Dataset items:
========================================

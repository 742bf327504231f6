use crate::domain::order::{Order, OrderStatus};
use crate::domain::payment::{Payment, PaymentMethod, PaymentStatus};
use crate::error::Result;
use chrono::{DateTime, Utc};
use rust_decimal::Decimal;
use serde::Serialize;
use std::io::Write;

#[derive(Serialize)]
struct OrderRow<'a> {
    id: &'a str,
    user_id: &'a str,
    product_id: &'a str,
    quantity: u32,
    total_amount: Decimal,
    status: OrderStatus,
    created_at: DateTime<Utc>,
}

#[derive(Serialize)]
struct PaymentRow<'a> {
    id: &'a str,
    order_id: &'a str,
    user_id: &'a str,
    amount: Decimal,
    method: PaymentMethod,
    status: PaymentStatus,
    transaction_id: &'a str,
    paid_at: Option<DateTime<Utc>>,
    created_at: DateTime<Utc>,
}

/// Writes orders or payments as CSV, one row per record with a header line.
///
/// Amounts are normalized, so `30.0` is written as `30`.
pub struct ReportWriter<W: Write> {
    writer: csv::Writer<W>,
}

impl<W: Write> ReportWriter<W> {
    pub fn new(sink: W) -> Self {
        Self {
            writer: csv::Writer::from_writer(sink),
        }
    }

    pub fn write_orders<'a>(&mut self, orders: impl IntoIterator<Item = &'a Order>) -> Result<()> {
        let mut empty = true;
        for order in orders {
            empty = false;
            self.writer.serialize(OrderRow {
                id: &order.id,
                user_id: &order.user_id,
                product_id: &order.product_id,
                quantity: order.quantity,
                total_amount: order.total_amount.normalize(),
                status: order.status,
                created_at: order.created_at,
            })?;
        }
        if empty {
            self.writer.write_record([
                "id",
                "user_id",
                "product_id",
                "quantity",
                "total_amount",
                "status",
                "created_at",
            ])?;
        }
        self.writer.flush()?;
        Ok(())
    }

    pub fn write_payments<'a>(
        &mut self,
        payments: impl IntoIterator<Item = &'a Payment>,
    ) -> Result<()> {
        let mut empty = true;
        for payment in payments {
            empty = false;
            self.writer.serialize(PaymentRow {
                id: &payment.id,
                order_id: &payment.order_id,
                user_id: &payment.user_id,
                amount: payment.amount.normalize(),
                method: payment.method,
                status: payment.status,
                transaction_id: &payment.transaction_id,
                paid_at: payment.paid_at,
                created_at: payment.created_at,
            })?;
        }
        if empty {
            self.writer.write_record([
                "id",
                "order_id",
                "user_id",
                "amount",
                "method",
                "status",
                "transaction_id",
                "paid_at",
                "created_at",
            ])?;
        }
        self.writer.flush()?;
        Ok(())
    }
}
use assert_cmd::cargo_bin;
use assert_cmd::prelude::*;
use predicates::prelude::*;
use std::process::Command;

mod common;

#[cfg(not(feature = "storage-rocksdb"))]
#[test]
fn test_rocksdb_fallback_warning() {
    let catalog = common::catalog_file(&[("p-1", "4.0", 2)]).unwrap();
    let script = common::commands_file(&[common::create_order("o-1", "u-1", "p-1", "2")]).unwrap();

    let mut cmd = Command::new(cargo_bin!("orderflow"));
    cmd.arg(script.path())
        .arg("--catalog")
        .arg(catalog.path())
        .arg("--db-path")
        .arg("some_db");

    cmd.assert()
        .success()
        .stderr(predicate::str::contains("Falling back to in-memory storage"))
        .stdout(predicate::str::contains("o-1,u-1,p-1,2,8,pending,"));
}

#[cfg(feature = "storage-rocksdb")]
#[test]
fn test_rocksdb_no_fallback_warning() {
    let catalog = common::catalog_file(&[("p-1", "4.0", 2)]).unwrap();
    let script = common::commands_file(&[common::create_order("o-1", "u-1", "p-1", "2")]).unwrap();

    let dir = tempfile::tempdir().unwrap();
    let db_path = dir.path().join("test_db");

    let mut cmd = Command::new(cargo_bin!("orderflow"));
    cmd.arg(script.path())
        .arg("--catalog")
        .arg(catalog.path())
        .arg("--db-path")
        .arg(&db_path);

    cmd.assert()
        .success()
        .stderr(predicate::str::contains("WARNING").not());
}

========================================

## EXERCISE DESCRIPTION
Above are the records; retype them all without a single difference.

## WRITTEN RESPONSE
repository 742bf327504231f6
use crate::domain::order::{Order, OrderStatus};
use crate::domain::payment::{Payment, PaymentMethod, PaymentStatus};
use crate::error::Result;
use chrono::{DateTime, Utc};
use rust_decimal::Decimal;
use serde::Serialize;
use std::io::Write;

#[derive(Serialize)]
struct OrderRow<'a> {
    id: &'a str,
    user_id: &'a str,
    product_id: &'a str,
    quantity: u32,
    total_amount: Decimal,
    status: OrderStatus,
    created_at: DateTime<Utc>,
}

#[derive(Serialize)]
struct PaymentRow<'a> {
    id: &'a str,
    order_id: &'a str,
    user_id: &'a str,
    amount: Decimal,
    method: PaymentMethod,
    status: PaymentStatus,
    transaction_id: &'a str,
    paid_at: Option<DateTime<Utc>>,
    created_at: DateTime<Utc>,
}

/// Writes orders or payments as CSV, one row per record with a header line.
///
/// Amounts are normalized, so `30.0` is written as `30`.
pub struct ReportWriter<W: Write> {
    writer: csv::Writer<W>,
}

impl<W: Write> ReportWriter<W> {
    pub fn new(sink: W) -> Self {
        Self {
            writer: csv::Writer::from_writer(sink),
        }
    }

    pub fn write_orders<'a>(&mut self, orders: impl IntoIterator<Item = &'a Order>) -> Result<()> {
        let mut empty = true;
        for order in orders {
            empty = false;
            self.writer.serialize(OrderRow {
                id: &order.id,
                user_id: &order.user_id,
                product_id: &order.product_id,
                quantity: order.quantity,
                total_amount: order.total_amount.normalize(),
                status: order.status,
                created_at: order.created_at,
            })?;
        }
        if empty {
            self.writer.write_record([
                "id",
                "user_id",
                "product_id",
                "quantity",
                "total_amount",
                "status",
                "created_at",
            ])?;
        }
        self.writer.flush()?;
        Ok(())
    }

    pub fn write_payments<'a>(
        &mut self,
        payments: impl IntoIterator<Item = &'a Payment>,
    ) -> Result<()> {
        let mut empty = true;
        for payment in payments {
            empty = false;
            self.writer.serialize(PaymentRow {
                id: &payment.id,
                order_id: &payment.order_id,
                user_id: &payment.user_id,
                amount: payment.amount.normalize(),
                method: payment.method,
                status: payment.status,
                transaction_id: &payment.transaction_id,
                paid_at: payment.paid_at,
                created_at: payment.created_at,
            })?;
        }
        if empty {
            self.writer.write_record([
                "id",
                "order_id",
                "user_id",
                "amount",
                "method",
                "status",
                "transaction_id",
                "paid_at",
                "created_at",
            ])?;
        }
        self.writer.flush()?;
        Ok(())
    }
}
use assert_cmd::cargo_bin;
use assert_cmd::prelude::*;
use predicates::prelude::*;
use std::process::Command;

mod common;

#[cfg(not(feature = "storage-rocksdb"))]
#[test]
fn test_rocksdb_fallback_warning() {
    let catalog = common::catalog_file(&[("p-1", "4.0", 2)]).unwrap();
    let script = common::commands_file(&[common::create_order("o-1", "u-1", "p-1", "2")]).unwrap();

    let mut cmd = Command::new(cargo_bin!("orderflow"));
    cmd.arg(script.path())
        .arg("--catalog")
        .arg(catalog.path())
        .arg("--db-path")
        .arg("some_db");

    cmd.assert()
        .success()
        .stderr(predicate::str::contains("Falling back to in-memory storage"))
        .stdout(predicate::str::contains("o-1,u-1,p-1,2,8,pending,"));
}

#[cfg(feature = "storage-rocksdb")]
#[test]
fn test_rocksdb_no_fallback_warning() {
    let catalog = common::catalog_file(&[("p-1", "4.0", 2)]).unwrap();
    let script = common::commands_file(&[common::create_order("o-1", "u-1", "p-1", "2")]).unwrap();

    let dir = tempfile::tempdir().unwrap();
    let db_path = dir.path().join("test_db");

    let mut cmd = Command::new(cargo_bin!("orderflow"));
    cmd.arg(script.path())
        .arg("--catalog")
        .arg(catalog.path())
        .arg("--db-path")
        .arg(&db_path);

    cmd.assert()
        .success()
        .stderr(predicate::str::contains("WARNING").not());
}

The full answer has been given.